#### [Task item]
A single number is the answer: the count of lines below that contain "which".

-------- Data for review --------

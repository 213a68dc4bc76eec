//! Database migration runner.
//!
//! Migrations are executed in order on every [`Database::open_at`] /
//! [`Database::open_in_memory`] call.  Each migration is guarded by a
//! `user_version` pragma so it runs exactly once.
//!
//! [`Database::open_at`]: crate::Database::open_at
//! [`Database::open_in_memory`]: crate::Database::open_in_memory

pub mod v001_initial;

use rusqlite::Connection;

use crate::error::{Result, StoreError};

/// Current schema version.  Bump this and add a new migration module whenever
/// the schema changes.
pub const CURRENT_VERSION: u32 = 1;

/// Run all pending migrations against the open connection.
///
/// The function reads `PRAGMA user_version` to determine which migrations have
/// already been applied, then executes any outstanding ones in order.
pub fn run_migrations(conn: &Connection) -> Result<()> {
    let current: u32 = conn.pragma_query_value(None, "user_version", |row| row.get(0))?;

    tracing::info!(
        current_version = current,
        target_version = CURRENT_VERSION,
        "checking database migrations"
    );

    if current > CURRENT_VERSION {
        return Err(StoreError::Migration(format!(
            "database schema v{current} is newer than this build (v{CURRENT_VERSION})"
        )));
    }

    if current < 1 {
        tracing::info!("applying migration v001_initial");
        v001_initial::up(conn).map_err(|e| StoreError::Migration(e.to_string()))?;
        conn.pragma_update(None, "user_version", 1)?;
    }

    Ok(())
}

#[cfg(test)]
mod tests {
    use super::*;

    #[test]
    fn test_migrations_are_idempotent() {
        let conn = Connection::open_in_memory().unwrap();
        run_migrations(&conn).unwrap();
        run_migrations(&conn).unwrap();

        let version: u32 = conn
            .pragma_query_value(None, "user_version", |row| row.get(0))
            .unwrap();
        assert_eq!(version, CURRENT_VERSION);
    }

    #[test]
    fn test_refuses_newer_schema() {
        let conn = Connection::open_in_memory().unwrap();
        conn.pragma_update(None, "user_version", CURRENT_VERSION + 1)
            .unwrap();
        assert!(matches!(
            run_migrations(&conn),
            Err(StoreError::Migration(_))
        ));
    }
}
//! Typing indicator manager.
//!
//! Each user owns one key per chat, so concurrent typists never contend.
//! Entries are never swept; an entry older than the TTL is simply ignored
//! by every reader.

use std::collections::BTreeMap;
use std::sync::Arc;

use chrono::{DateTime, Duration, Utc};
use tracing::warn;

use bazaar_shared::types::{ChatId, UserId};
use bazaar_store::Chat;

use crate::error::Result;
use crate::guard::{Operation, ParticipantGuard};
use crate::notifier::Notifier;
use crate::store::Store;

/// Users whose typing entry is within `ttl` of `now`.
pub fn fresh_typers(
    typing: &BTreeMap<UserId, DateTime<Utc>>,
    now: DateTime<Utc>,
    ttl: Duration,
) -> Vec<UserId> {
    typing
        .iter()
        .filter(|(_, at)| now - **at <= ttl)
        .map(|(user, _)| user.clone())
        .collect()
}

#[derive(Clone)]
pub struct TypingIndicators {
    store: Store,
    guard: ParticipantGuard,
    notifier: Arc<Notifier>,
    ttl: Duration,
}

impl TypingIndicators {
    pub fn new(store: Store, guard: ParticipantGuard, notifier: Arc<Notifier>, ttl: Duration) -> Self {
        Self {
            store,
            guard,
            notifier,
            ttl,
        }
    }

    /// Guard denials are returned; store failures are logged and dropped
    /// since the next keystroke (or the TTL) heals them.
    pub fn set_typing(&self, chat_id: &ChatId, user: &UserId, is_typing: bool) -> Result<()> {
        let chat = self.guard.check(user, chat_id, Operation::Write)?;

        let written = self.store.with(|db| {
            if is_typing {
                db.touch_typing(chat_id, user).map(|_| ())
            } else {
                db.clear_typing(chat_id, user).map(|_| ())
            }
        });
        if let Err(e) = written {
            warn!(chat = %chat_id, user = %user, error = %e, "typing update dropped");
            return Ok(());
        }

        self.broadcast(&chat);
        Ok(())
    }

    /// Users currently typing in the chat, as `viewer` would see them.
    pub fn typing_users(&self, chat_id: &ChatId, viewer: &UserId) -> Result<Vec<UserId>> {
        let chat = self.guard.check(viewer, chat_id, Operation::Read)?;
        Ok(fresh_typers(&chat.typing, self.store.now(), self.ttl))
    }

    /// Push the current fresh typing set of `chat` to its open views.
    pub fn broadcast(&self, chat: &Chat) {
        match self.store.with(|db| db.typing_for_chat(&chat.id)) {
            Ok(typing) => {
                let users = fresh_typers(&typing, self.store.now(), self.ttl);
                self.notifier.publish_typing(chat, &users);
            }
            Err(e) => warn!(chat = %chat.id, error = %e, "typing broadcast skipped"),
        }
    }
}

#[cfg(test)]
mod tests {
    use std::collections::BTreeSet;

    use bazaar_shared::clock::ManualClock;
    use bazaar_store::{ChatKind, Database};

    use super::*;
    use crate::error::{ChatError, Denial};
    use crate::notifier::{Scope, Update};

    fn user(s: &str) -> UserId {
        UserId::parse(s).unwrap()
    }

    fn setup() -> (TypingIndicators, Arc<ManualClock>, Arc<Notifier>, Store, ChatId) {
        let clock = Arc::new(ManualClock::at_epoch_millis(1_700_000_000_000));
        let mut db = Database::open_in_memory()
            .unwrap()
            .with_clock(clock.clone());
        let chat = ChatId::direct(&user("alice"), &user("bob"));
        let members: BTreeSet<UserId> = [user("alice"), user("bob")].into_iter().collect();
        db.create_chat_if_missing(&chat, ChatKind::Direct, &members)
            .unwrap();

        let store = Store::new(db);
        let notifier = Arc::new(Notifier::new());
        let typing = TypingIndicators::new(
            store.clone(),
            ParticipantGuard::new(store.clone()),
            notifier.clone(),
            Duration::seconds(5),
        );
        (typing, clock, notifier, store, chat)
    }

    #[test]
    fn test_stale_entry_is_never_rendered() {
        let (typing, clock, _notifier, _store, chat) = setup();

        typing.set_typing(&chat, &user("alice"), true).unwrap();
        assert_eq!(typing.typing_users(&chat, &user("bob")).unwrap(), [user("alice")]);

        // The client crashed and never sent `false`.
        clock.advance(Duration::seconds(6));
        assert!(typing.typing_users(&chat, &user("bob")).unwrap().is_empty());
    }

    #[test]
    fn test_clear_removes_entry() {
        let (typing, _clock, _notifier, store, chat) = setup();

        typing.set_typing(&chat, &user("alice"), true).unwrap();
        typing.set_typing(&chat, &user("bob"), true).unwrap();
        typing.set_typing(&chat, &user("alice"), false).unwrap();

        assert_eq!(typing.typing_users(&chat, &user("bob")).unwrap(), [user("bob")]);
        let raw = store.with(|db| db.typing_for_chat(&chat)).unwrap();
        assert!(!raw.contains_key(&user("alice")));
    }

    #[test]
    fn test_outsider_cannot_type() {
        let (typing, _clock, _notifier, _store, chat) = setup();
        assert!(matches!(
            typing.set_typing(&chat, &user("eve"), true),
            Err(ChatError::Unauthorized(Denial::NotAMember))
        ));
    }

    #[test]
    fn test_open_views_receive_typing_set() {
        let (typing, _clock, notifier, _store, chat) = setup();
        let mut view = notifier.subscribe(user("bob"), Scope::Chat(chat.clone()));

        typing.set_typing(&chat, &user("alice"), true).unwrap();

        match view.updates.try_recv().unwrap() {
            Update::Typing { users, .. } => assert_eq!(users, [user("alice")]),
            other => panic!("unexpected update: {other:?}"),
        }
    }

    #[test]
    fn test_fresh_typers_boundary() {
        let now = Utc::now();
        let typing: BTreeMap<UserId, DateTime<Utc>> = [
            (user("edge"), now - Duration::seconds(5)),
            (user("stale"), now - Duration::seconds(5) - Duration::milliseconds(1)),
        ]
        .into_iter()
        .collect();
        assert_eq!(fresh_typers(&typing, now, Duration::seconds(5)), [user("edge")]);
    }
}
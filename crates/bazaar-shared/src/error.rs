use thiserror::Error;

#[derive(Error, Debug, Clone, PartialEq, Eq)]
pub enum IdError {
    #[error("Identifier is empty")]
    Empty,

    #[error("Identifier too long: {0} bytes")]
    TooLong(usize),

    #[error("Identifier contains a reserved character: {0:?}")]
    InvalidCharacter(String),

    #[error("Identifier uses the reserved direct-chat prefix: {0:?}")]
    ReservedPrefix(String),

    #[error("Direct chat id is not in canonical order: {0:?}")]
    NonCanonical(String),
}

--------
-------- Data for review --------

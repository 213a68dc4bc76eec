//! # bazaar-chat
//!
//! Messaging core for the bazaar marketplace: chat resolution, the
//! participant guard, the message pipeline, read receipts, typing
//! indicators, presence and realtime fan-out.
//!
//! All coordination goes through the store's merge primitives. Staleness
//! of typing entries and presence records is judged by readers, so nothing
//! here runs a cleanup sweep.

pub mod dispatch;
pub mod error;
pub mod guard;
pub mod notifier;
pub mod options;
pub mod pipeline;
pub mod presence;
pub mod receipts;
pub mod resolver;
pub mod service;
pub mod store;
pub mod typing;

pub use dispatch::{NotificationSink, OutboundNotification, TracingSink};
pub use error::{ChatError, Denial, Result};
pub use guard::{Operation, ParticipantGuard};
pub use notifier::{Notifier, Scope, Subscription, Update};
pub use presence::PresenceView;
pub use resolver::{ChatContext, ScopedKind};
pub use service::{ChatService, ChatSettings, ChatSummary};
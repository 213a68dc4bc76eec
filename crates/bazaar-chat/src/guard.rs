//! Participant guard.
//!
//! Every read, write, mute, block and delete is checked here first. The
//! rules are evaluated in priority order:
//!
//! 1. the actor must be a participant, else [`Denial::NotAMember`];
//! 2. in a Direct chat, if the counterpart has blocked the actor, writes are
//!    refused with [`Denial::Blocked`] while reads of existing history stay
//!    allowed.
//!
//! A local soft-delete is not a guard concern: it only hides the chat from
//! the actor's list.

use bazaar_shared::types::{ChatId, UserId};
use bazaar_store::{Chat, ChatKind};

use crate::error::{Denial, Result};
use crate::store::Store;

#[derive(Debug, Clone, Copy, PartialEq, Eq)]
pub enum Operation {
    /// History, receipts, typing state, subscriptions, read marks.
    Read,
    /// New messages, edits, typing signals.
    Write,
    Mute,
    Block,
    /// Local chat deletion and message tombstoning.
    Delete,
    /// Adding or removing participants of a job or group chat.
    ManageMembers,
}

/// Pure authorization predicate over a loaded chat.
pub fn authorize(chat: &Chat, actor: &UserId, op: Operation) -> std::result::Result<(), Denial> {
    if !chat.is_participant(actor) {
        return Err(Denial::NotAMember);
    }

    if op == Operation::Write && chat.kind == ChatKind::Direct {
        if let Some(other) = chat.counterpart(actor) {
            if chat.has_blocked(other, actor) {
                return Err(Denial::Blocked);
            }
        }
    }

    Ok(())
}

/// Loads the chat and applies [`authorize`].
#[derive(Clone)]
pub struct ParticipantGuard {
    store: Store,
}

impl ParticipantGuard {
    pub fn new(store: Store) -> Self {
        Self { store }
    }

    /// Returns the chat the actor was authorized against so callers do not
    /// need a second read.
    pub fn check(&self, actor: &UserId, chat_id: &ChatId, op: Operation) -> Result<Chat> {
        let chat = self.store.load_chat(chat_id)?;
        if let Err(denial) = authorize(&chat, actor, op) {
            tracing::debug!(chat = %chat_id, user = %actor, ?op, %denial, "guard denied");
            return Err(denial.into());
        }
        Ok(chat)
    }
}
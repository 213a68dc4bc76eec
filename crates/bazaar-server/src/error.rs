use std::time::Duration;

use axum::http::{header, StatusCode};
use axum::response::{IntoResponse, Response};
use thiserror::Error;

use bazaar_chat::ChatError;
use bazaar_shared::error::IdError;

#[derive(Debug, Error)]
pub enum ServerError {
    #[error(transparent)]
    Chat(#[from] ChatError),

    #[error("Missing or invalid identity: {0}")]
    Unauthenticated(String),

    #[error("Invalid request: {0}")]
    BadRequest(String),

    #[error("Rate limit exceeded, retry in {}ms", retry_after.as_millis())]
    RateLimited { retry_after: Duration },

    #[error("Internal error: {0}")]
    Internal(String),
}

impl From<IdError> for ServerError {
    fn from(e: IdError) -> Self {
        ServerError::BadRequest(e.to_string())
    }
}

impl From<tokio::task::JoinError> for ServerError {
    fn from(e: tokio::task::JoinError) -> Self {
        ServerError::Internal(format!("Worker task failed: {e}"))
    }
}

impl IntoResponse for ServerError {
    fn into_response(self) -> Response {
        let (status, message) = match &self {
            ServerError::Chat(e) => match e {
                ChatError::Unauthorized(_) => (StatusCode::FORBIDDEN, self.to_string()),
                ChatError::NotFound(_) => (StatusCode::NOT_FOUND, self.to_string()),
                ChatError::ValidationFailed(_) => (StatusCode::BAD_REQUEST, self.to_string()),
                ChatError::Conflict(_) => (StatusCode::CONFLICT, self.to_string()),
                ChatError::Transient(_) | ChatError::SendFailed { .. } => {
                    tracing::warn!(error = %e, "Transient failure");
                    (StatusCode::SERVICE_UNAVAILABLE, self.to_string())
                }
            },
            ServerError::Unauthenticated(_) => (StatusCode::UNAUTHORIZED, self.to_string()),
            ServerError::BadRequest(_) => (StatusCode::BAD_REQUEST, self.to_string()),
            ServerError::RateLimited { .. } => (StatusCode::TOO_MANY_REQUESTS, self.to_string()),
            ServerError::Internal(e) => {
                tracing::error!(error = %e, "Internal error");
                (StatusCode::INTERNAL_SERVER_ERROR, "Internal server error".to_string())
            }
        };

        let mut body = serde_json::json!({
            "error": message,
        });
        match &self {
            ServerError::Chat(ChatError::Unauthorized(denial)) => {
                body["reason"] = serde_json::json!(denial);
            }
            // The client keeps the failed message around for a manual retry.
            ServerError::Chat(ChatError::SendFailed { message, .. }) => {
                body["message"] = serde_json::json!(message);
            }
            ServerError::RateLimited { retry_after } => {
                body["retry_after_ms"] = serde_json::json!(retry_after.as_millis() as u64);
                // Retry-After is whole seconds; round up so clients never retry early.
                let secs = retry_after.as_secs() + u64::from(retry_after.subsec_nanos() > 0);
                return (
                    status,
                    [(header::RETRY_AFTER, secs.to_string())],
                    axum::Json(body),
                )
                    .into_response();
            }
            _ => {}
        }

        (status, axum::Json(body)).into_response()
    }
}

--------
-------- Data for review --------

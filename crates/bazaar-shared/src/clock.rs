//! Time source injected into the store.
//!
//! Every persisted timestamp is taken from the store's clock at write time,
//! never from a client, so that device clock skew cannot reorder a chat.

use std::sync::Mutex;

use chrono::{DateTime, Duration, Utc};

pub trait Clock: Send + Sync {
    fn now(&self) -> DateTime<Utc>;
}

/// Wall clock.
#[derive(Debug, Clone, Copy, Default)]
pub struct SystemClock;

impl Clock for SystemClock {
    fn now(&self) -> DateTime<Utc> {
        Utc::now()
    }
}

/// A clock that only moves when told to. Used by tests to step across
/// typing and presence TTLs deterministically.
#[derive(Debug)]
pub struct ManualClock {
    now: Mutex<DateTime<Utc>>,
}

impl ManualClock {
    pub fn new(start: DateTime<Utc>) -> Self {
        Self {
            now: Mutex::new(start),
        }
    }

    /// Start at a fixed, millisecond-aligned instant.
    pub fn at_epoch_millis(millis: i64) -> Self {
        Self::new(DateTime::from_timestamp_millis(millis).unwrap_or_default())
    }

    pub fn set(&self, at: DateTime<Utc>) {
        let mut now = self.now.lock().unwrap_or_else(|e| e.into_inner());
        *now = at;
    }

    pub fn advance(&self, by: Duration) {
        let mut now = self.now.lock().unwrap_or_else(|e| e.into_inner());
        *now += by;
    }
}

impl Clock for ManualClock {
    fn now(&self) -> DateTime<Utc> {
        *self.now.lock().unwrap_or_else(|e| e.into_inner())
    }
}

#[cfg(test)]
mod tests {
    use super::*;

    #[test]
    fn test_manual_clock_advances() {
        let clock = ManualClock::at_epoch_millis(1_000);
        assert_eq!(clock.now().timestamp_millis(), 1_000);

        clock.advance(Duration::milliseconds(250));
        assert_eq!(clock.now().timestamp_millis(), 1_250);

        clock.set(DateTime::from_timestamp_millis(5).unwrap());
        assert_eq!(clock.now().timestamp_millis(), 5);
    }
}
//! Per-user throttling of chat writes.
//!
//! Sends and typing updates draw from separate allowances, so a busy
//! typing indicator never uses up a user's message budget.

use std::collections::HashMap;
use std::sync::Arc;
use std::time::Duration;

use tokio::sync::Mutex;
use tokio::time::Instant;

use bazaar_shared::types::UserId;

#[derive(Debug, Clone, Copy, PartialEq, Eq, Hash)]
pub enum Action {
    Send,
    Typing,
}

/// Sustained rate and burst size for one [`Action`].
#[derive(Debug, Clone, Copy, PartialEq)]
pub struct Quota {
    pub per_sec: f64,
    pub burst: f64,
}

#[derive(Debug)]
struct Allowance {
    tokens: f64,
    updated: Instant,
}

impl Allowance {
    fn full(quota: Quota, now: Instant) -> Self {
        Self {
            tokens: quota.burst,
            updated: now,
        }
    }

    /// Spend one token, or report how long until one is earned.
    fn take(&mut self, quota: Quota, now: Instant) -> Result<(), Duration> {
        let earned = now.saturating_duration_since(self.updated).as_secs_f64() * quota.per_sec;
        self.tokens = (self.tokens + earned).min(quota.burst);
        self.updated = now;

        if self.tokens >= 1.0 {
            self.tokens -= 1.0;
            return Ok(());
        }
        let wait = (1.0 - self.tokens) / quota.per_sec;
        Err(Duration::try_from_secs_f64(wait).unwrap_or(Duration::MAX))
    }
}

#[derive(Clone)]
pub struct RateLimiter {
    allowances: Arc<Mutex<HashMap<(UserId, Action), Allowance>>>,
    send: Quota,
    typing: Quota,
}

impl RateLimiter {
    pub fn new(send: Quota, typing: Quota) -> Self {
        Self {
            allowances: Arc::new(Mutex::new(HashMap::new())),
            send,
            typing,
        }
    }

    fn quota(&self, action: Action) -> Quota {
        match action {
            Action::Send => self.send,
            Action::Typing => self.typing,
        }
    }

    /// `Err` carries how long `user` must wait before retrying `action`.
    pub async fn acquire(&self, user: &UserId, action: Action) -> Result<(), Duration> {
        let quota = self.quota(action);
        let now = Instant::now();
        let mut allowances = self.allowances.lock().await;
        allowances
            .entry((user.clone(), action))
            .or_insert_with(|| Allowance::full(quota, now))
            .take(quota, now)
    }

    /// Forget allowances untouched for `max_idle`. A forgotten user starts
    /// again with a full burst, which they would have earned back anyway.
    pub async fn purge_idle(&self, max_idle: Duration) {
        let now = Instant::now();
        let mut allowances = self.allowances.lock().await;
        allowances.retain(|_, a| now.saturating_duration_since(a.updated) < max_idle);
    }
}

--------

#### [Expected output]
2